§ **EXERCISE**:
Some of the lines below need repeating. Reproduce exactly those between the lines holding "pub(crate) mod openai;" and "pub fn is_fallback(&self)", inclusive.

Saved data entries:

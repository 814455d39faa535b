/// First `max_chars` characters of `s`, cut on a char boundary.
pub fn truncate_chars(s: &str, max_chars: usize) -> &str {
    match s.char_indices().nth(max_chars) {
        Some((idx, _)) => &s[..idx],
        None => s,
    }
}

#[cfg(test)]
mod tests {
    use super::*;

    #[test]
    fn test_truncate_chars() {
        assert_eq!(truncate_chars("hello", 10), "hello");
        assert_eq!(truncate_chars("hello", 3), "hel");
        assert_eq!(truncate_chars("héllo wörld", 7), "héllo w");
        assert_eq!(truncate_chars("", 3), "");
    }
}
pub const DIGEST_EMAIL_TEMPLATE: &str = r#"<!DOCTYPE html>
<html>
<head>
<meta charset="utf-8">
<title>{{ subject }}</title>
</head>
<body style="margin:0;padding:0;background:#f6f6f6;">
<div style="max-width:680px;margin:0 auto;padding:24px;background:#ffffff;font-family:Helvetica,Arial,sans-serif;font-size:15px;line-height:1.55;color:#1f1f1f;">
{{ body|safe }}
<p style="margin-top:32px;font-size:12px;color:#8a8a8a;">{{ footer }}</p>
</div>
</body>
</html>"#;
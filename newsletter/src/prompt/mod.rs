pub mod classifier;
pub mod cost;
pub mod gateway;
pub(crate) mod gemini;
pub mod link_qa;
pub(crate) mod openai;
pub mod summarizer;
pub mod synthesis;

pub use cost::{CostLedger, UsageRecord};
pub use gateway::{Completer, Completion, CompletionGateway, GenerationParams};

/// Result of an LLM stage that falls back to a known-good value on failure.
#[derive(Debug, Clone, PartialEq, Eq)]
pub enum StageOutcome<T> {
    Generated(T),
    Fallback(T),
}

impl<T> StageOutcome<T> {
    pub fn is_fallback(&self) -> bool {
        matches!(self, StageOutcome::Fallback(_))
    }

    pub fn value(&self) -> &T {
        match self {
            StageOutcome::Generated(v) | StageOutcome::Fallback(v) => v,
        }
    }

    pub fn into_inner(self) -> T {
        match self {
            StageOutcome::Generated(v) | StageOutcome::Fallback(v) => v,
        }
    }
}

* * *

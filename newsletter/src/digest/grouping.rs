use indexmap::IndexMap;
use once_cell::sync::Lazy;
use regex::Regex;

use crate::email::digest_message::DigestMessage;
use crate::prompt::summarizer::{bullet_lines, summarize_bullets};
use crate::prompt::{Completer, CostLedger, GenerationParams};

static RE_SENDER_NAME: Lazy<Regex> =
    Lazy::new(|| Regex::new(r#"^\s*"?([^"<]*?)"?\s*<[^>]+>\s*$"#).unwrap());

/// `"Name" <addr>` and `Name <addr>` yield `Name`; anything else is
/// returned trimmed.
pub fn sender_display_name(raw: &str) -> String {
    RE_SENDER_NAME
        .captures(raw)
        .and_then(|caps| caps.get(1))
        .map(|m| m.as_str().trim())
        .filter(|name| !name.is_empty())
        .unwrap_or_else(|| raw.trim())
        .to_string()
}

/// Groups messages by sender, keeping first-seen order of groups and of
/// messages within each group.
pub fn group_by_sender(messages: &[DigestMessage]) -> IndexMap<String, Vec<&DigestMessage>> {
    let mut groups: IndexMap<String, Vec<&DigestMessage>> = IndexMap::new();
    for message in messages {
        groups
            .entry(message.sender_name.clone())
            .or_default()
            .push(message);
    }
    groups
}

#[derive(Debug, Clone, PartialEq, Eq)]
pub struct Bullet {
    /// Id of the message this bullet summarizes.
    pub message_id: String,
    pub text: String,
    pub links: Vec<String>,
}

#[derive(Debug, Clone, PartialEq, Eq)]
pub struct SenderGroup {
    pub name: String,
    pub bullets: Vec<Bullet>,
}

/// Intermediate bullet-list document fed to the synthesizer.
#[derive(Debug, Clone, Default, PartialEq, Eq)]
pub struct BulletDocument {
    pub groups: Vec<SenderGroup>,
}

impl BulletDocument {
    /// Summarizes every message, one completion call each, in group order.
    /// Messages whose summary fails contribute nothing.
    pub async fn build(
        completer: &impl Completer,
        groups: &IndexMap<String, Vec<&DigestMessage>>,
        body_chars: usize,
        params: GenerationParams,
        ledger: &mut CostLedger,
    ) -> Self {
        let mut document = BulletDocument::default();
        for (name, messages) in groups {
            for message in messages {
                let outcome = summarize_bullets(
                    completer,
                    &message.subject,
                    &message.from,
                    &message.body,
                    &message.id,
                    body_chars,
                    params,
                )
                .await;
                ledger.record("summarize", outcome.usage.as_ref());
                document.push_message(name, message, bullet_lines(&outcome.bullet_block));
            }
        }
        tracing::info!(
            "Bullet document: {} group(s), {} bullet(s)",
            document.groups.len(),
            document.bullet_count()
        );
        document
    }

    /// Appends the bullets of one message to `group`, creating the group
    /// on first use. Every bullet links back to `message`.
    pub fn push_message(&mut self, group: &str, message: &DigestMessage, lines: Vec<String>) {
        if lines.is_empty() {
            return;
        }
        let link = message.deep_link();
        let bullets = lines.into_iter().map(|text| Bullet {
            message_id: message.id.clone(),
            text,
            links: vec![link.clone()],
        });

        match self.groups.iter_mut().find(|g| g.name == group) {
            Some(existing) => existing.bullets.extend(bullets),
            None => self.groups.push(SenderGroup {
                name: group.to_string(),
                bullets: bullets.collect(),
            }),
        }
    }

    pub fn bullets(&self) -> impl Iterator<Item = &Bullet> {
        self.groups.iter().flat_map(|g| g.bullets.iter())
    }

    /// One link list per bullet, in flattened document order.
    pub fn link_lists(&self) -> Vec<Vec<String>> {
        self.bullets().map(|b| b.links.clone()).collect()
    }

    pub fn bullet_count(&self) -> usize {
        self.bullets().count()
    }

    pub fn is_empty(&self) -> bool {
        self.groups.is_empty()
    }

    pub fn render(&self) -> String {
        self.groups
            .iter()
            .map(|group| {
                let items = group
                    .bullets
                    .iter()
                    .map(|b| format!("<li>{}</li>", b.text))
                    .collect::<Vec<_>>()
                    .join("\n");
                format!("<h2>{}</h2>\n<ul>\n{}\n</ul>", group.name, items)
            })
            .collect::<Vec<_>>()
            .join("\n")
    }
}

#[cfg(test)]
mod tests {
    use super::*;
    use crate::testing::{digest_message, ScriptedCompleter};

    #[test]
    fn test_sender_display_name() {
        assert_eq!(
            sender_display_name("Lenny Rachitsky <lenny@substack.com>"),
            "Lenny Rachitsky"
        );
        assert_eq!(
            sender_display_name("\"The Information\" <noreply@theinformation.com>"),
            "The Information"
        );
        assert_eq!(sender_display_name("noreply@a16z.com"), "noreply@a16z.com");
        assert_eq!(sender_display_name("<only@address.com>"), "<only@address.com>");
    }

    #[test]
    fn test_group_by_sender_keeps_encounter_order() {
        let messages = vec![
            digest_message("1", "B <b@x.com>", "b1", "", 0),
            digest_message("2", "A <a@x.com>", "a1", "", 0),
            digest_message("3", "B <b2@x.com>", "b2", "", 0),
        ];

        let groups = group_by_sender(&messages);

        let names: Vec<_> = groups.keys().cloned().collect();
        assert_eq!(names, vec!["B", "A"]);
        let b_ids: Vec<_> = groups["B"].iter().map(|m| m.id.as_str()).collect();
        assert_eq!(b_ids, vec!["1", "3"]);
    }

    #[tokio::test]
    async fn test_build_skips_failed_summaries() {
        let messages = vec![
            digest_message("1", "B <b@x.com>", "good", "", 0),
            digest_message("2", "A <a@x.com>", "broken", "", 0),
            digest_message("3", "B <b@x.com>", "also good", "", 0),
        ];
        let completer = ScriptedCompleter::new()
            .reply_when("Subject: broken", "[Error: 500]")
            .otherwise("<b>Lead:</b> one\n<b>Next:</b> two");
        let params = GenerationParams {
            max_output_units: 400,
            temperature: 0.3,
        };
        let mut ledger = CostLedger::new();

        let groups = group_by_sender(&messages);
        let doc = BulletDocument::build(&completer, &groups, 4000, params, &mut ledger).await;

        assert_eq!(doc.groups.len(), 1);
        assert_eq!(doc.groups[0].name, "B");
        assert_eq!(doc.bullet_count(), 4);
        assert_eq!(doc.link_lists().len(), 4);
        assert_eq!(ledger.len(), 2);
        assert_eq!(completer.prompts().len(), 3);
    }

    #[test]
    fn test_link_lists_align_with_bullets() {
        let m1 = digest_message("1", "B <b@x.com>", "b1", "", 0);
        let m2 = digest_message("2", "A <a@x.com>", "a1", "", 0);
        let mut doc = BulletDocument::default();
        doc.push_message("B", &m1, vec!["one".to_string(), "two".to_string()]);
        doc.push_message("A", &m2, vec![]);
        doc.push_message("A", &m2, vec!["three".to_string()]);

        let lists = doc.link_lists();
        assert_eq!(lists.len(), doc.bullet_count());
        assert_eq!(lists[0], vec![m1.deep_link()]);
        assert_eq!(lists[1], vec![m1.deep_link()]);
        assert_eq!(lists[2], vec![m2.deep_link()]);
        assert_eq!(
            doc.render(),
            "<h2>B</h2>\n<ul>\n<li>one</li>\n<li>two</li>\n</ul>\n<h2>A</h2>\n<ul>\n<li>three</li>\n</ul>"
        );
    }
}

§ **WRITTEN ANSWER**:
pub(crate) mod openai;
pub mod summarizer;
pub mod synthesis;

pub use cost::{CostLedger, UsageRecord};
pub use gateway::{Completer, Completion, CompletionGateway, GenerationParams};

/// Result of an LLM stage that falls back to a known-good value on failure.
#[derive(Debug, Clone, PartialEq, Eq)]
pub enum StageOutcome<T> {
    Generated(T),
    Fallback(T),
}

impl<T> StageOutcome<T> {
    pub fn is_fallback(&self) -> bool {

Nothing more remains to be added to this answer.